Having given up trying to add a fourth drive to a what was three disk raid5 array. i was wondering was can be done to clean up all the disks ready for a clean install of a four disk raid5 array. if you can link me to a good tutorial on the matter that would be grand.

mostlyharmless 09-24-2008 03:47 PM

Depends on why you want to wipe the disks I suppose. If it's security, then I'd wipe the disks first and possibly over write with random data using the dd command prior to re-using them.

http://howto.wikia.com/wiki/Howto_wi...clean_in_Linux

If it isn't a security concern, I'd just repartition with fdisk (if needed) and use mdadm to create the new array(s). How you set it up depends on your distro, in Ubuntu, for example:

http://ubuntuforums.org/showthread.php?t=408461

racracracrac 09-26-2008 07:32 AM

I would recommend blowing away the first blocks on the drive. This is where the info mdadm uses is stored.


dd count=1 bs=128k if=/dev/zero of=/dev/sda1

javaholic 10-02-2008 07:14 AM

oh okay i still can't get array to create properly having cleaned the state of the disks.

how do i narrow down SATA controller card problems?

How can i make sure i know which drive is referring to the correct drive from the innards of the machine?

Just in case i did buy two new drives just in case. NOt entirely sure took out the correct drive(s). How can i be sure?

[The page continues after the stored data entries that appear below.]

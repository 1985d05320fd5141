//! Google OAuth2 sign-in (authorization-code flow).
//!
//! Flow Overview:
//! 1. `GET /auth/google` stores a random `state` in a short-lived cookie and
//!    redirects to Google.
//! 2. Google redirects back to `GET /auth/google/callback` with `code` and
//!    `state`. The state must match the cookie.
//! 3. The code is exchanged for an access token, the userinfo document is
//!    fetched, and a verified email is required.
//! 4. The local user is upserted and the browser is sent to the dashboard
//!    with a session cookie.
//!
//! Both routes answer `404` when federated sign-in is disabled.

use axum::{
    Json,
    extract::{Extension, Query},
    http::{
        HeaderMap, HeaderValue,
        header::{InvalidHeaderValue, SET_COOKIE},
    },
    response::{IntoResponse, Redirect, Response},
};
use rand::{RngCore, rngs::OsRng};
use secrecy::{ExposeSecret, SecretString};
use serde::Deserialize;
use sqlx::PgPool;
use std::sync::Arc;
use tracing::{Instrument, debug, info_span};
use url::Url;

use super::{
    federated::{normalize_profile, sign_in_federated},
    session::cookie_value,
    state::AuthState,
    types::{OAuthCallbackQuery, ProviderResponse},
};
use crate::{
    api::error::{ApiError, ErrorResponse},
    password::constant_time_eq,
};

const AUTHORIZE_URL: &str = "https://accounts.google.com/o/oauth2/v2/auth";
const TOKEN_URL: &str = "https://oauth2.googleapis.com/token";
const USERINFO_URL: &str = "https://openidconnect.googleapis.com/v1/userinfo";
const SCOPES: &str = "openid email profile";

pub(crate) const STATE_COOKIE_NAME: &str = "potemkin_oauth_state";
const STATE_COOKIE_PATH: &str = "/auth/google";
const STATE_TTL_SECONDS: u32 = 600;
const STATE_BYTES: usize = 32;

/// OAuth client registration for Google.
#[derive(Clone, Debug)]
pub struct GoogleConfig {
    client_id: String,
    client_secret: SecretString,
    redirect_url: String,
}

impl GoogleConfig {
    /// `redirect_url` must be the absolute URL of `/auth/google/callback` as
    /// registered with Google.
    #[must_use]
    pub fn new(client_id: String, client_secret: SecretString, redirect_url: String) -> Self {
        Self {
            client_id,
            client_secret,
            redirect_url,
        }
    }

    #[must_use]
    pub fn client_id(&self) -> &str {
        &self.client_id
    }

    #[must_use]
    pub fn redirect_url(&self) -> &str {
        &self.redirect_url
    }
}

#[derive(Debug, Deserialize)]
struct TokenResponse {
    access_token: String,
}

#[derive(Debug, Deserialize)]
struct UserInfo {
    email: Option<String>,
    #[serde(default)]
    email_verified: bool,
    name: Option<String>,
    picture: Option<String>,
}

#[derive(Debug)]
pub(crate) struct GoogleProvider {
    config: GoogleConfig,
    http: reqwest::Client,
}

impl GoogleProvider {
    pub(crate) fn new(config: GoogleConfig, http: reqwest::Client) -> Self {
        Self { config, http }
    }

    /// Google's consent URL for this client and `state`.
    pub(crate) fn authorize_url(&self, state: &str) -> Result<Url, url::ParseError> {
        Url::parse_with_params(
            AUTHORIZE_URL,
            &[
                ("client_id", self.config.client_id.as_str()),
                ("redirect_uri", self.config.redirect_url.as_str()),
                ("response_type", "code"),
                ("scope", SCOPES),
                ("state", state),
            ],
        )
    }

    async fn exchange_code(&self, code: &str) -> Result<String, ApiError> {
        let span = info_span!("oauth.token", http.url = TOKEN_URL);
        let response = self
            .http
            .post(TOKEN_URL)
            .form(&[
                ("code", code),
                ("client_id", self.config.client_id.as_str()),
                ("client_secret", self.config.client_secret.expose_secret()),
                ("redirect_uri", self.config.redirect_url.as_str()),
                ("grant_type", "authorization_code"),
            ])
            .send()
            .instrument(span)
            .await
            .map_err(|err| ApiError::Provider(format!("token request failed: {err}")))?;

        let status = response.status();
        if !status.is_success() {
            return Err(ApiError::Provider(format!("token endpoint returned {status}")));
        }

        let token: TokenResponse = response
            .json()
            .await
            .map_err(|err| ApiError::Provider(format!("invalid token response: {err}")))?;
        Ok(token.access_token)
    }

    async fn fetch_user_info(&self, access_token: &str) -> Result<UserInfo, ApiError> {
        let span = info_span!("oauth.userinfo", http.url = USERINFO_URL);
        let response = self
            .http
            .get(USERINFO_URL)
            .bearer_auth(access_token)
            .send()
            .instrument(span)
            .await
            .map_err(|err| ApiError::Provider(format!("userinfo request failed: {err}")))?;

        let status = response.status();
        if !status.is_success() {
            return Err(ApiError::Provider(format!("userinfo endpoint returned {status}")));
        }

        response
            .json()
            .await
            .map_err(|err| ApiError::Provider(format!("invalid userinfo response: {err}")))
    }
}

#[utoipa::path(
    get,
    path = "/auth/providers",
    responses(
        (
            status = 200,
            description = "Sign-in methods offered by this deployment",
            body = [ProviderResponse]
        )
    ),
    tag = "auth"
)]
pub async fn providers(auth_state: Extension<Arc<AuthState>>) -> Json<Vec<ProviderResponse>> {
    Json(provider_list(&auth_state))
}

fn provider_list(auth_state: &AuthState) -> Vec<ProviderResponse> {
    let mut providers = vec![ProviderResponse {
        id: "credentials".to_string(),
        name: "Email and password".to_string(),
        signin_url: "/auth/login".to_string(),
    }];
    if auth_state.google().is_some() {
        providers.push(ProviderResponse {
            id: "google".to_string(),
            name: "Google".to_string(),
            signin_url: "/auth/google".to_string(),
        });
    }
    providers
}

#[utoipa::path(
    get,
    path = "/auth/google",
    responses(
        (status = 303, description = "Redirect to Google's consent screen"),
        (status = 404, description = "Federated sign-in is disabled", body = ErrorResponse)
    ),
    tag = "auth"
)]
pub async fn google_start(auth_state: Extension<Arc<AuthState>>) -> Response {
    match start_inner(&auth_state) {
        Ok(response) => response,
        Err(err) => err.into_response(),
    }
}

fn start_inner(auth_state: &AuthState) -> Result<Response, ApiError> {
    let google = auth_state.google().ok_or(ApiError::NotFound)?;
    let state = generate_state();
    let location = google
        .authorize_url(&state)
        .map_err(|err| ApiError::Internal(format!("authorize url: {err}")))?;
    let secure = auth_state.config().session_cookie_secure();
    let cookie = state_cookie(&state, STATE_TTL_SECONDS, secure)
        .map_err(|err| ApiError::Internal(format!("state cookie: {err}")))?;

    let mut headers = HeaderMap::new();
    headers.insert(SET_COOKIE, cookie);
    Ok((headers, Redirect::to(location.as_str())).into_response())
}

#[utoipa::path(
    get,
    path = "/auth/google/callback",
    params(OAuthCallbackQuery),
    responses(
        (status = 303, description = "Signed in; redirect to the dashboard"),
        (status = 400, description = "Missing code or state mismatch", body = ErrorResponse),
        (status = 401, description = "Google account has no verified email", body = ErrorResponse),
        (status = 404, description = "Federated sign-in is disabled", body = ErrorResponse),
        (status = 502, description = "Google request failed", body = ErrorResponse)
    ),
    tag = "auth"
)]
pub async fn google_callback(
    headers: HeaderMap,
    query: Query<OAuthCallbackQuery>,
    pool: Extension<PgPool>,
    auth_state: Extension<Arc<AuthState>>,
) -> Response {
    match callback_inner(&headers, &query, &pool, &auth_state).await {
        Ok(response) => response,
        Err(err) => err.into_response(),
    }
}

async fn callback_inner(
    headers: &HeaderMap,
    query: &OAuthCallbackQuery,
    pool: &PgPool,
    auth_state: &AuthState,
) -> Result<Response, ApiError> {
    let google = auth_state.google().ok_or(ApiError::NotFound)?;
    let code = check_callback(headers, query)?;

    let access_token = google.exchange_code(code).await?;
    let info = google.fetch_user_info(&access_token).await?;
    if !info.email_verified {
        debug!("Google account without a verified email");
        return Err(ApiError::InvalidCredentials);
    }
    let profile = info
        .email
        .as_deref()
        .and_then(|email| normalize_profile(email, info.name.as_deref(), info.picture.as_deref()))
        .ok_or_else(|| ApiError::Provider("userinfo without a usable email".to_string()))?;

    let (_user, mut response_headers) = sign_in_federated(pool, auth_state, &profile).await?;
    if let Ok(clear) = state_cookie("", 0, auth_state.config().session_cookie_secure()) {
        response_headers.append(SET_COOKIE, clear);
    }
    let dashboard = format!("{}/dashboard", auth_state.config().frontend_base_url());
    Ok((response_headers, Redirect::to(&dashboard)).into_response())
}

/// Validate the callback query against the state cookie and return the code.
fn check_callback<'a>(
    headers: &HeaderMap,
    query: &'a OAuthCallbackQuery,
) -> Result<&'a str, ApiError> {
    if let Some(error) = query.error.as_deref() {
        debug!("Google returned an authorization error: {error}");
        return Err(ApiError::validation("Sign-in was not authorized"));
    }
    let (Some(code), Some(state)) = (query.code.as_deref(), query.state.as_deref()) else {
        return Err(ApiError::validation("Missing authorization code"));
    };
    let expected = cookie_value(headers, STATE_COOKIE_NAME).unwrap_or_default();
    if expected.is_empty() || !constant_time_eq(expected.as_bytes(), state.as_bytes()) {
        return Err(ApiError::validation("Invalid OAuth state"));
    }
    Ok(code)
}

fn generate_state() -> String {
    let mut bytes = [0u8; STATE_BYTES];
    OsRng.fill_bytes(&mut bytes);
    hex::encode(bytes)
}

fn state_cookie(
    state: &str,
    max_age: u32,
    secure: bool,
) -> Result<HeaderValue, InvalidHeaderValue> {
    let mut cookie = format!(
        "{STATE_COOKIE_NAME}={state}; Path={STATE_COOKIE_PATH}; HttpOnly; SameSite=Lax; \
         Max-Age={max_age}"
    );
    if secure {
        cookie.push_str("; Secure");
    }
    HeaderValue::from_str(&cookie)
}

so the resulting cat /proc/mdstat after about a day of building is as follows:

Quote:

Personalities : [raid6] [raid5] [raid4]
md0 : active raid5 sdd1[4](S) sdc1[5](F) sdb1[1] sda1[0]
2930279808 blocks level 5, 64k chunk, algorithm 2 [4/2] [UU__]

unused devices: <none>
So it tells me one drive failed and another is a spare i know that much. If the numbers in the square brackets indicates the channel on the SATA card that these drives are attached to that would be wrong as there are only 4 ports and they are listed as 0,1,2,3.

Could this be my problem? If so how can i rectify this?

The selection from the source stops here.